Hi, Dania, and welcome! I'm not sure I have any useful advice, since I'm still trying to get my own situation sorted out. But the one thing I do know for sure is that I have a latex allergy and also react to pretty much all the cross-reactive fruits. I have never had an anaphylactic episode, fortunately, though I have had scares that led me to keep my Epi-pen in hand after eating. I also have allergic-type reactions to many, many different foods that are biologically unrelated, and Allegra (but not other antihistamines) helps quite a bit. So as I said, I'm in a bit of diagnostic limbo - see my signature for more info - but here are two things that have helped me:

1. Avoiding all fruits, and tomatoes - I eat tons of veggies but especially stay away from any sweet fruits.

2. Avoiding anything with sulfites - anything fermented (including hard cheeses), including anything with even a tiny bit of vinegar (salad dressings, condiments), gluten-free flours that include bleached ingredients (potato starch, tapioca flour), potatoes at restaurants, dried fruit, dried herbs and seasonings (but not their fresh counterparts), anything with pectin or lemon juice from concentrate (which is in a surprising number of things), etc. This restricts my diet tremendously, much more than being gluten-free does, but it has helped tremendously too. Over the last few months I seem to have reduced the sulfite build-up in my body to a level where I can now tolerate an occasional salad with dressing.

I'm a very science-driven person in general, and I'm still not entirely sure how much of the leaky gut thing is real and how much is internet hype. However, I've been taking probiotics daily for over a year (starting six months before stopping gluten), and I can still feel them working every time I take them. Everything I've read suggests that one's body more or less adjusts to new probiotics within a few weeks, and that people generally only feel it when they change brands or doses. But that hasn't been the case for me. I feel like they are still working hard in there and having a definite effect each and every time I take them. I'm really not sure what that means, but after being gluten free for 7 months I suddenly stopped being lactose intolerant (after 20 years of clear lactose intolerance!), which is wonderful.

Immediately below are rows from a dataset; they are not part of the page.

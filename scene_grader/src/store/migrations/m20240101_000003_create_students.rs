use sea_orm_migration::prelude::*;

pub struct Migration;

impl MigrationName for Migration {
    fn name(&self) -> &str {
        "m20240101_000003_create_students"
    }
}

#[async_trait::async_trait]
impl MigrationTrait for Migration {
    async fn up(&self, manager: &SchemaManager) -> Result<(), DbErr> {
        manager
            .create_table(
                Table::create()
                    .table(Alias::new("students"))
                    .if_not_exists()
                    .col(
                        ColumnDef::new(Alias::new("id"))
                            .integer()
                            .not_null()
                            .auto_increment()
                            .primary_key(),
                    )
                    .col(
                        ColumnDef::new(Alias::new("uni"))
                            .string()
                            .not_null()
                            .unique_key(),
                    )
                    .to_owned(),
            )
            .await
    }

    async fn down(&self, manager: &SchemaManager) -> Result<(), DbErr> {
        manager
            .drop_table(Table::drop().table(Alias::new("students")).to_owned())
            .await
    }
}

I'm not sure if any of this helps, but I hope you're able to figure things out. I don't know if my own sulfite issue is connected to the latex allergy or not (there's no obvious reason why it would be), but aside from going gluten free, avoiding sulfites is the thing that helped me most. And not just added sulfites, which I rarely ate anyway, but naturally-occurring sulfites too. They seemed to ramp up my whole system so that I was having allergic-type reactions (including moderate tongue and throat swelling) pretty much anytime I ate anything, and nearly eliminate sulfites from my diet made my reactions to everything else less too. Good luck!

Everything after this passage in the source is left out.